• _Required work_
Read the records and gather each line that includes "reversed".

** Dataset records follows **

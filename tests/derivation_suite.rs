use std::collections::BTreeSet;
use std::f32::consts::PI;
use std::path::Path;

use nodegraph_canvas::assets::AssetCache;
use nodegraph_canvas::config::LayoutConfig;
use nodegraph_canvas::geometry::Point;
use nodegraph_canvas::ir::{LogicalGraph, SelectionState, parse_graph};
use nodegraph_canvas::layout::{BundleKey, CurveGeometry, LayoutError, NodeImage, VisualGraph};
use nodegraph_canvas::layout_dump::layout_dump_json;
use nodegraph_canvas::render::{fit_viewport, render_svg};
use nodegraph_canvas::surface::RecordingSurface;
use nodegraph_canvas::theme::Theme;
use nodegraph_canvas::derive_visual_graph;
use proptest::prelude::*;

const BOUNDARY_TOLERANCE: f32 = 1e-2;

fn fixture(name: &str) -> LogicalGraph {
    let path = Path::new(env!("CARGO_MANIFEST_DIR"))
        .join("tests")
        .join("fixtures")
        .join(name);
    let input = std::fs::read_to_string(&path).expect("fixture read failed");
    parse_graph(&input).expect("fixture parse failed")
}

fn derive(graph: &LogicalGraph) -> Result<VisualGraph, LayoutError> {
    derive_visual_graph(
        graph,
        &SelectionState::default(),
        &AssetCache::new(),
        &mut RecordingSurface::new(),
        &Theme::classic(),
        &LayoutConfig::default(),
    )
}

fn assert_on_boundaries(visual: &VisualGraph) {
    for bundle in visual.bundles() {
        for route in &bundle.routes {
            let rel = &route.relationship;
            for (node_id, attachment) in [(&rel.start_node_id, rel.start), (&rel.end_node_id, rel.end)] {
                let node = visual.node(node_id).expect("endpoint node");
                let off = (attachment.point.distance(node.position) - node.radius).abs();
                assert!(
                    off <= BOUNDARY_TOLERANCE * node.radius.max(1.0),
                    "{}: attachment {:?} is {off} off the boundary of {node_id}",
                    rel.id,
                    attachment.point
                );
            }
        }
    }
}

fn assert_finite(visual: &VisualGraph) {
    for node in visual.nodes() {
        assert!(node.position.is_finite() && node.radius.is_finite(), "{}", node.id);
    }
    for bundle in visual.bundles() {
        for route in &bundle.routes {
            assert!(route.curve.is_finite(), "{} curve", route.relationship.id);
            assert!(route.shaft.is_finite(), "{} shaft", route.relationship.id);
            assert!(route.offset.is_finite());
            assert!(route.arrowhead.iter().all(|p| p.is_finite()));
            assert!(route.relationship.start.angle.is_finite());
            assert!(route.relationship.end.angle.is_finite());
            if let Some(label) = &route.label {
                assert!(label.position.is_finite() && label.angle.is_finite());
            }
        }
    }
}

#[test]
fn single_relationship_is_a_straight_chord() {
    let visual = derive(&fixture("simple.json")).expect("derive failed");
    assert_eq!(visual.bundles().len(), 1);
    let bundle = &visual.bundles()[0];
    assert_eq!(bundle.key, BundleKey::Pair("A".to_string(), "B".to_string()));
    assert_eq!(bundle.routes.len(), 1);

    let route = &bundle.routes[0];
    assert_eq!(route.offset, 0.0);
    assert!(matches!(route.curve, CurveGeometry::Straight { .. }));
    assert!(route.relationship.start.angle.abs() < 1e-5);
    assert!((route.relationship.end.angle.abs() - PI).abs() < 1e-5);

    let a = visual.node("A").unwrap();
    let b = visual.node("B").unwrap();
    assert!((route.curve.start().x - a.radius).abs() < 1e-4);
    assert!((route.curve.end().x - (100.0 - b.radius)).abs() < 1e-4);
    assert_on_boundaries(&visual);

    let label = route.label.as_ref().expect("typed relationship gets a label");
    assert_eq!(label.text, "KNOWS");
    assert!(label.angle.abs() < 1e-5, "label angle {}", label.angle);
    assert!(label.position.y < 0.0, "label sits above a horizontal line");
}

#[test]
fn mixed_direction_relationships_share_one_fanned_bundle() {
    let visual = derive(&fixture("parallel.json")).expect("derive failed");
    assert_eq!(visual.bundles().len(), 1);
    let bundle = &visual.bundles()[0];
    let ids: Vec<&str> = bundle.routes.iter().map(|r| r.relationship.id.as_str()).collect();
    assert_eq!(ids, vec!["r1", "r2", "r3"]);

    let offsets: Vec<f32> = bundle.routes.iter().map(|r| r.offset).collect();
    assert_eq!(offsets[0], 0.0);
    assert!(offsets[1] != 0.0);
    assert_eq!(offsets[1], -offsets[2]);

    assert!(matches!(bundle.routes[0].curve, CurveGeometry::Straight { .. }));
    assert!(matches!(bundle.routes[1].curve, CurveGeometry::Quadratic { .. }));
    assert!(matches!(bundle.routes[2].curve, CurveGeometry::Quadratic { .. }));
    assert_eq!(bundle.path_for(1), Some(&bundle.routes[1].curve));
    assert!(bundle.path_for(3).is_none());

    let reversed = &bundle.routes[1].relationship;
    assert_eq!(reversed.start_node_id, "B");
    assert_eq!(reversed.end_node_id, "A");
    assert_on_boundaries(&visual);

    let labels = bundle.label_positions();
    assert_eq!(labels.len(), 3);
    for (i, p) in labels.iter().enumerate() {
        for q in &labels[i + 1..] {
            assert!(p.distance(*q) > 1.0, "labels of a fan must not stack");
        }
    }
}

#[test]
fn self_loops_are_closed_and_nest_outward() {
    let visual = derive(&fixture("self_loop.json5")).expect("derive failed");
    assert_eq!(visual.bundles().len(), 1);
    let bundle = &visual.bundles()[0];
    assert_eq!(bundle.key, BundleKey::SelfLoop("A".to_string()));
    assert_eq!(bundle.routes.len(), 2);

    let node = visual.node("A").unwrap();
    let mut reach = Vec::new();
    for route in &bundle.routes {
        let rel = &route.relationship;
        assert!(rel.is_self_loop());
        assert!(rel.start.point.distance(rel.end.point) > 1.0);
        assert!(route.curve.is_closed_loop());
        let apex = route.curve.point_at(0.5);
        reach.push(apex.distance(node.position));
    }
    assert!(reach[1] > reach[0]);
    assert_eq!(bundle.routes[0].relationship.style.color, "#334155");
    assert_on_boundaries(&visual);
}

#[test]
fn dangling_endpoint_fails_the_pass() {
    let err = derive(&fixture("dangling.json")).unwrap_err();
    assert_eq!(
        err,
        LayoutError::DanglingRelationship {
            relationship_id: "r9".to_string(),
            node_id: "ghost".to_string(),
        }
    );
    assert_eq!(err.offending_id(), "r9");
}

#[test]
fn duplicate_ids_fail_the_pass() {
    let mut graph = fixture("simple.json");
    graph.add_node("A", Point::new(5.0, 5.0), "again");
    assert_eq!(
        derive(&graph).unwrap_err(),
        LayoutError::DuplicateNode {
            node_id: "A".to_string()
        }
    );

    let mut graph = fixture("simple.json");
    graph.add_relationship("r1", "B", "A", "AGAIN");
    assert!(matches!(
        derive(&graph).unwrap_err(),
        LayoutError::DuplicateRelationship { .. }
    ));
}

#[test]
fn styles_and_missing_images_resolve() {
    let visual = derive(&fixture("styled.json")).expect("derive failed");
    let hub = visual.node("hub").unwrap();
    assert!(hub.radius >= 60.0);
    assert!(hub.caption.lines.len() > 1);
    assert_eq!(hub.style.fill, "#FDE68A");

    let leaf = visual.node("leaf").unwrap();
    assert!(leaf.caption.is_blank());
    assert!(leaf.radius >= LayoutConfig::default().min_node_radius);

    let pic = visual.node("pic").unwrap();
    assert_eq!(
        pic.image,
        Some(NodeImage::Placeholder {
            key: "missing.png".to_string()
        })
    );

    assert_eq!(visual.relationship_route("e1").unwrap().relationship.style.width, 3.0);
    assert!(visual.relationship_route("e2").unwrap().label.is_none());
    assert_on_boundaries(&visual);
}

#[test]
fn coincident_nodes_stay_finite() {
    let mut graph = LogicalGraph::new();
    graph.add_node("a", Point::new(10.0, 10.0), "same");
    graph.add_node("b", Point::new(10.0, 10.0), "same");
    graph.add_relationship("r1", "a", "b", "X");
    graph.add_relationship("r2", "b", "a", "Y");
    let visual = derive(&graph).expect("coincident nodes are not an error");
    assert_eq!(visual.relationship_count(), 2);
    assert_finite(&visual);
}

#[test]
fn derivation_is_deterministic() {
    for name in ["simple.json", "parallel.json", "self_loop.json5", "styled.json"] {
        let graph = fixture(name);
        let first = layout_dump_json(&derive(&graph).unwrap()).unwrap();
        let second = layout_dump_json(&derive(&graph).unwrap()).unwrap();
        assert_eq!(first, second, "{name}");
    }
}

#[test]
fn rendered_fixtures_are_valid_svg() {
    let theme = Theme::modern();
    for name in ["simple.json", "parallel.json", "self_loop.json5", "styled.json"] {
        let visual = derive(&fixture(name)).unwrap();
        let viewport = fit_viewport(&visual, 640.0, 480.0, 24.0);
        let svg = render_svg(&visual, &theme, &viewport);
        assert!(svg.contains("<svg"), "{name}: missing <svg tag");
        assert!(svg.contains("</svg>"), "{name}: missing </svg tag");
        assert!(!svg.contains("NaN"), "{name}: NaN in output");
    }
}

// ── Properties ───────────────────────────────────────────────────────

fn arb_graph() -> impl Strategy<Value = LogicalGraph> {
    let positions = prop::collection::vec((-400.0f32..400.0, -400.0f32..400.0), 1..6);
    positions.prop_flat_map(|positions| {
        let count = positions.len();
        let edges = prop::collection::vec((0..count, 0..count), 0..12);
        (Just(positions), edges).prop_map(|(positions, edges)| {
            let mut graph = LogicalGraph::new();
            for (idx, (x, y)) in positions.iter().enumerate() {
                graph.add_node(&format!("n{idx}"), Point::new(*x, *y), &format!("Node {idx}"));
            }
            for (idx, (from, to)) in edges.iter().enumerate() {
                graph.add_relationship(
                    &format!("r{idx:02}"),
                    &format!("n{from}"),
                    &format!("n{to}"),
                    "REL",
                );
            }
            graph
        })
    })
}

proptest! {
    #[test]
    fn bundles_partition_the_relationships(graph in arb_graph()) {
        let visual = derive(&graph).unwrap();
        let mut seen = BTreeSet::new();
        for bundle in visual.bundles() {
            for route in &bundle.routes {
                let rel = &route.relationship;
                prop_assert_eq!(
                    BundleKey::for_endpoints(&rel.start_node_id, &rel.end_node_id),
                    bundle.key.clone()
                );
                prop_assert!(seen.insert(rel.id.clone()));
            }
        }
        let expected: BTreeSet<String> = graph.relationships.iter().map(|r| r.id.clone()).collect();
        prop_assert_eq!(seen, expected);
    }

    #[test]
    fn geometry_is_finite_and_attached(graph in arb_graph()) {
        let visual = derive(&graph).unwrap();
        assert_finite(&visual);
        assert_on_boundaries(&visual);
    }

    #[test]
    fn fan_offsets_are_symmetric(graph in arb_graph()) {
        let visual = derive(&graph).unwrap();
        for bundle in visual.bundles() {
            if matches!(bundle.key, BundleKey::SelfLoop(_)) {
                continue;
            }
            let sum: f32 = bundle.routes.iter().map(|r| r.offset).sum();
            prop_assert!(sum.abs() < 1e-3, "offsets {:?}", bundle.routes.iter().map(|r| r.offset).collect::<Vec<_>>());
        }
    }
}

** End of Dataset records **

• _Result for this task_
    let reversed = &bundle.routes[1].relationship;
    assert_eq!(reversed.start_node_id, "B");
    assert_eq!(reversed.end_node_id, "A");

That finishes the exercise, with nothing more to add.